I attended the Willamette Writers Conference in Portland, OR this past weekend, and Authonomy was the new buzzword among aspiring novelists. I, myself, heard about it on Literary Agent Nathan Bransford’s popular blog.
First off, what is Authonomy? Well, it depends on who you talk to.
Harpercollins UK bills it as a way to “flush out the brightest, freshest new literature around.”
Those looking to win the game, i.e., get a review from HC either admit it’s a rat race that’s sucking all the time out of their writing days or they stay away from the forums while quickly and quietly moving up the ranks by critiquing and backing as many books as they can.
Those who are anxious for feedback on their WIPs and don’t wish to play the game usually find excellent advice and critiques from veterans of the site.
Because there is a loophole in the Authonomy algorithm (even if one’s book is less than stellar, a good spammer can rise to the top quickly by backing every book in sight), most veteran Authonomites don’t get in a tizz over the rules of the game.
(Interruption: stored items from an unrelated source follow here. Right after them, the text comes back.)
use schemars::JsonSchema;
use serde::{Deserialize, Serialize};

use crate::geometry::PointGeometry;

/// A named point of interest.
#[serde_with::skip_serializing_none]
#[derive(Debug, Clone, Serialize, Deserialize, JsonSchema)]
pub struct Point {
    pub id: i32,
    pub name: String,
    pub location: PointGeometry,
    pub description: Option<String>,
}

#[derive(Debug, Clone, Serialize, Deserialize, JsonSchema)]
pub struct CreatePoint {
    pub name: String,
    pub location: PointGeometry,
    pub description: Option<String>,
}

#[derive(Debug, Clone, Default, Serialize, Deserialize, JsonSchema)]
pub struct UpdatePoint {
    pub name: Option<String>,
    pub location: Option<PointGeometry>,
    pub description: Option<String>,
}

impl UpdatePoint {
    /// An update with no fields at all is invalid and must be rejected
    /// before anything reaches the database.
    pub fn is_empty(&self) -> bool {
        self.name.is_none() && self.location.is_none() && self.description.is_none()
    }
}

#[cfg(test)]
mod tests {
    use super::*;
    use serde_json::json;

    #[test]
    fn create_point_from_geojson_body() {
        let body = json!({
            "name": "A",
            "location": { "type": "Point", "coordinates": [12.5, 41.9] }
        });
        let point: CreatePoint = serde_json::from_value(body).unwrap();
        assert_eq!(point.name, "A");
        assert_eq!(point.location.longitude(), 12.5);
        assert_eq!(point.location.latitude(), 41.9);
        assert_eq!(point.description, None);
    }

    #[test]
    fn wrong_geometry_tag_is_rejected() {
        let body = json!({
            "name": "A",
            "location": { "type": "Polygon", "coordinates": [12.5, 41.9] }
        });
        assert!(serde_json::from_value::<CreatePoint>(body).is_err());
    }

    #[test]
    fn point_serializes_as_geojson() {
        let point = Point {
            id: 1,
            name: "A".to_string(),
            location: PointGeometry::new(12.5, 41.9),
            description: None,
        };
        assert_eq!(
            serde_json::to_value(&point).unwrap(),
            json!({
                "id": 1,
                "name": "A",
                "location": { "type": "Point", "coordinates": [12.5, 41.9] }
            })
        );
    }

    #[test]
    fn empty_update_is_detected() {
        let update: UpdatePoint = serde_json::from_str("{}").unwrap();
        assert!(update.is_empty());

        let update: UpdatePoint =
            serde_json::from_value(json!({ "name": "B" })).unwrap();
        assert!(!update.is_empty());
    }
}
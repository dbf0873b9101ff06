use axum::{
    response::IntoResponse,
    routing::{get, on},
    Json, Router,
};
use serde_json::json;

pub mod points;
pub mod polygons;

use crate::{
    common::{route_not_found, METHOD_FILTER_ALL},
    WebState,
};

pub fn routes(state: WebState) -> Router {
    Router::new()
        .route("/", get(index))
        .nest_service("/points", points::routes(state.clone()))
        .nest_service("/polygon", polygons::routes(state))
        .fallback_service(on(METHOD_FILTER_ALL, route_not_found))
}

async fn index() -> impl IntoResponse {
    Json(json!({
        "message": "Welcome to the Spatial Data API"
    }))
}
We understand Authonomy’s limitations and either choose to “game” or not. Having been a member of Authonomy since January 31, 2009, I have learned many tricks about how to make the most of the Autho-Community.
Here is my Ultimate Survivor’s Guide to Authonomy:
TO PLAY OR NOT TO PLAY?
Decide from the outset how you want to use Authonomy. Do you want to and can you invest the time to make it to the Editor’s Desk? It could require upwards of 500 critiques to make it that far. Sure, you can ask for read-swaps and comment on each one: “Loved it. Shelved!” But the recipient of such pointless praise may or may not back you and you won’t win too many friends among the community-at-large.
GAMING THE SYSTEM
Here’s the problem with this shot-gun approach. You miss a golden opportunity to receive some seriously good editing/critiquing from some seriously fine writers. If you are patient, you’ll get your book into stellar form before you make it to the Editor’s Desk. You’ll have a better chance of catching the attention of HC if your prose is clean, your hook is clear, and your language is stellar. Many Authonomites are at the top of their game in terms of storycrafting. Some are already published, and if they aren’t they should be. Learn what you can from them. I don’t say this lightly: Many of these members have written some of the finest fiction I have ever read.
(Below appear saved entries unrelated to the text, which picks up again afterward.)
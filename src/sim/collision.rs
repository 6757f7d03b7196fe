//! Collision detection and resolution
//!
//! Player vs. block and player vs. power-up overlap, plus the off-screen
//! housekeeping that runs right after it.

use super::state::{GameEvent, GamePhase, GameState, PowerUpKind};
use crate::aabb_overlap;
use crate::consts::SCREEN_HEIGHT;

/// Outcome of resolving block hits for one frame
#[derive(Debug, Clone, Copy, PartialEq, Eq, Default)]
pub struct BlockHits {
    /// Blocks that broke the shield this frame
    pub absorbed: u32,
    /// Whether an unshielded hit ended the session
    pub fatal: bool,
}

/// Resolve every block that overlaps the player.
///
/// A shielded hit consumes the shield and marks the block as absorbed so it
/// can't hit again while it keeps falling through the paddle. An unshielded
/// hit ends the session.
pub fn resolve_block_hits(state: &mut GameState) -> BlockHits {
    let mut hits = BlockHits::default();
    let player_pos = state.player.pos;
    let player_size = state.player.size;

    for block in state.blocks.iter_mut() {
        if block.absorbed || !aabb_overlap(player_pos, player_size, block.pos, block.extent()) {
            continue;
        }

        if state.player.shield {
            state.player.shield = false;
            block.absorbed = true;
            hits.absorbed += 1;
            state.events.push(GameEvent::ShieldAbsorbed);
            log::debug!("Shield absorbed block {}", block.id);
        } else {
            state.phase = GamePhase::GameOver;
            hits.fatal = true;
            state.events.push(GameEvent::GameOver);
            log::debug!("Block {} hit the player", block.id);
            break;
        }
    }

    hits
}

/// Collect every power-up that overlaps the player. Returns how many were taken.
pub fn collect_powerups(state: &mut GameState, now_ms: u64) -> u32 {
    let player_pos = state.player.pos;
    let player_size = state.player.size;
    let mut collected = 0;

    let player = &mut state.player;
    let events = &mut state.events;
    state.powerups.retain(|pu| {
        if !aabb_overlap(player_pos, player_size, pu.pos, pu.extent()) {
            return true;
        }
        match pu.kind {
            PowerUpKind::Speed => player.grant_speed_boost(now_ms),
            PowerUpKind::Shield => player.shield = true,
        }
        events.push(GameEvent::PowerUpCollected(pu.kind));
        collected += 1;
        false
    });

    state.powerups_collected += collected;
    collected
}

/// Drop blocks whose top edge passed the bottom of the screen, counting each
/// as dodged. Returns the number removed.
pub fn remove_dodged_blocks(state: &mut GameState) -> u32 {
    let before = state.blocks.len();
    state.blocks.retain(|block| block.pos.y < SCREEN_HEIGHT);
    let dodged = (before - state.blocks.len()) as u32;

    state.enemies_dodged += dodged;
    for _ in 0..dodged {
        state.events.push(GameEvent::BlockDodged);
    }
    dodged
}

/// Drop power-ups that fell off the bottom. Silent: no counter, no event.
pub fn remove_missed_powerups(state: &mut GameState) {
    state.powerups.retain(|pu| pu.pos.y < SCREEN_HEIGHT);
}
//! Session results for the current process run
//!
//! Owned by the outer driver and injected into every new session. Lives in
//! memory only: nothing survives the process.

use serde::{Deserialize, Serialize};

use crate::sim::GameState;

/// Maximum number of finished sessions to keep
pub const MAX_HIGH_SCORES: usize = 10;

/// Summary of one finished session
#[derive(Debug, Clone, PartialEq, Eq, Serialize, Deserialize)]
pub struct SessionSummary {
    /// 1-based session number within this run
    pub session: u32,
    /// Displayed score (raw score / 10)
    pub score: u64,
    pub enemies_dodged: u32,
    pub powerups_collected: u32,
}

impl SessionSummary {
    pub fn from_state(session: u32, state: &GameState) -> Self {
        Self {
            session,
            score: state.display_score(),
            enemies_dodged: state.enemies_dodged,
            powerups_collected: state.powerups_collected,
        }
    }
}

/// Best score plus a small leaderboard of finished sessions
#[derive(Debug, Clone, Default, Serialize, Deserialize)]
pub struct SessionResults {
    best_score: u64,
    sessions_played: u32,
    /// Sorted descending by score
    entries: Vec<SessionSummary>,
}

impl SessionResults {
    pub fn new() -> Self {
        Self::default()
    }

    /// Best displayed score seen in any session so far
    pub fn best_score(&self) -> u64 {
        self.best_score
    }

    pub fn sessions_played(&self) -> u32 {
        self.sessions_played
    }

    /// Check if a score qualifies for the leaderboard
    pub fn qualifies(&self, score: u64) -> bool {
        if score == 0 {
            return false;
        }
        if self.entries.len() < MAX_HIGH_SCORES {
            return true;
        }
        // Check if score beats the lowest entry
        self.entries.last().map(|e| score > e.score).unwrap_or(true)
    }

    /// Fold a finished session into the results.
    /// Returns the leaderboard rank achieved (1-indexed) or None.
    pub fn record_session(&mut self, state: &GameState) -> Option<usize> {
        self.sessions_played += 1;
        self.best_score = self.best_score.max(state.best_score);

        let entry = SessionSummary::from_state(self.sessions_played, state);
        if !self.qualifies(entry.score) {
            return None;
        }

        // Find insertion point (sorted descending by score, ties keep older first)
        let pos = self.entries.iter().position(|e| entry.score > e.score);
        let rank = match pos {
            Some(i) => {
                self.entries.insert(i, entry);
                i + 1
            }
            None => {
                self.entries.push(entry);
                self.entries.len()
            }
        };

        // Trim to max size
        self.entries.truncate(MAX_HIGH_SCORES);

        Some(rank)
    }

    /// Leaderboard, best first
    pub fn entries(&self) -> &[SessionSummary] {
        &self.entries
    }
}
THE DESK IS A LONELY PLACE
Here’s another problem with this approach. Since Authonomy’s inception, not one book that has made it to the Desk has been purchased by Harpercollins UK. However, three books that were nowhere near the top five have been picked up by HC for publication this year. In addition, various agents and some other publishers have browsed Authonomy and queried members for pages. So being in the ranking range of 6 to 500 is statistically more advantageous in actuality.
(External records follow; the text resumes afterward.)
//! Vertex types for 2D rendering

use bytemuck::{Pod, Zeroable};

/// Simple 2D vertex with position and color
#[repr(C)]
#[derive(Copy, Clone, Debug, PartialEq, Pod, Zeroable)]
pub struct Vertex {
    pub position: [f32; 2],
    pub color: [f32; 4],
}

impl Vertex {
    pub const fn new(x: f32, y: f32, color: [f32; 4]) -> Self {
        Self {
            position: [x, y],
            color,
        }
    }

    pub fn desc() -> wgpu::VertexBufferLayout<'static> {
        wgpu::VertexBufferLayout {
            array_stride: std::mem::size_of::<Vertex>() as wgpu::BufferAddress,
            step_mode: wgpu::VertexStepMode::Vertex,
            attributes: &[
                wgpu::VertexAttribute {
                    offset: 0,
                    shader_location: 0,
                    format: wgpu::VertexFormat::Float32x2,
                },
                wgpu::VertexAttribute {
                    offset: std::mem::size_of::<[f32; 2]>() as wgpu::BufferAddress,
                    shader_location: 1,
                    format: wgpu::VertexFormat::Float32x4,
                },
            ],
        }
    }
}

/// Colors for game elements
pub mod colors {
    const fn rgb(r: u8, g: u8, b: u8) -> [f32; 4] {
        [r as f32 / 255.0, g as f32 / 255.0, b as f32 / 255.0, 1.0]
    }

    pub const BACKGROUND: [f32; 4] = rgb(0, 0, 0);
    pub const WHITE: [f32; 4] = rgb(255, 255, 255);
    pub const RED: [f32; 4] = rgb(255, 50, 50);
    pub const BLUE: [f32; 4] = rgb(50, 50, 255);
    pub const GREEN: [f32; 4] = rgb(50, 255, 50);
    pub const YELLOW: [f32; 4] = rgb(255, 255, 50);
    pub const CYAN: [f32; 4] = rgb(50, 255, 255);
    pub const ORANGE: [f32; 4] = rgb(255, 165, 0);

    pub const STAR: [f32; 4] = WHITE;
    pub const PLAYER: [f32; 4] = BLUE;
    pub const PLAYER_SHIELDED: [f32; 4] = CYAN;
    pub const BOOST_OUTLINE: [f32; 4] = YELLOW;
    pub const POWERUP_SPEED: [f32; 4] = YELLOW;
    pub const POWERUP_SHIELD: [f32; 4] = CYAN;
    pub const HUD_STATS: [f32; 4] = WHITE;
    pub const HUD_STATUS: [f32; 4] = ORANGE;
    pub const PAUSED: [f32; 4] = YELLOW;
    pub const GAME_OVER: [f32; 4] = RED;
    pub const LEADERBOARD_HIGHLIGHT: [f32; 4] = YELLOW;
}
BUT Authonomites still need to be actively critiquing to remain in those slots. Also, bear in mind that once you make it to the Desk, your book drops out of the ranking and you drop out of the race. In one sense, it is a lonely place to be. Unless of course you’ve written book II…
DO YOU WANNA CHAT?
Don’t forgo the forums in favor of steady critiquing. The forums are a strange beast. Here you can unwind, discuss craft, pick a fight, or be silly. There is always a drama going on in one forum thread or another. You can either steer clear or join in the fray, as you prefer. I personally enjoy chatting with a great group of friends who have both mentored and encouraged me in my journey, asking pointed questions about craft, and helping other Authonomites with their myriad questions about Authonomy, fiction writing, and editing/revising.
Use Authonomy to help you hone your book marketing skills. Authonomy is a microcosm of what your actual reader-base might look like out in the real world. The forums and message feeds are how Authonomites get the message out about their books to other members. You can either spam everybody (send out a non-personal message that essentially says, “Read my book!” to everyone you can find) or contact people individually with a personal message.
Here’s the problem with spamming. Many of Authonomy’s veterans and best critiquers don’t respond to spams (myself included). So you alienate writers who could potentially be some of your best mentors or advocates. If you take the time to get to know the people you message for read-swaps, you practice a skill that will carry over into your query letter writing. We all prefer personalized messages, including agents and editors. Which author would you be inclined to respond to?
1. “Wanna read-swap?”
2. “I saw your post in the forum about how to deepen characterization. You had some great ideas about that. I popped over to your page, and saw that your book is right up my alley. I love historcals, so I’ll watchlist it. If you have the time or the inkling, feel free to check out my offering. It’s a romance with a paranormal twist.”
There are so many more tips and tricks I can share, but if you are considering joining Authonomy and have more questions, feel free to post in the comments section and I’d be happy to give you my take on it. All in all, Authonomy is all these things: maddening, addicting, amazing, thought-provoking, and most importantly, worth it! Remember, you never know who’ll find you on there. It could be your next editor or agent.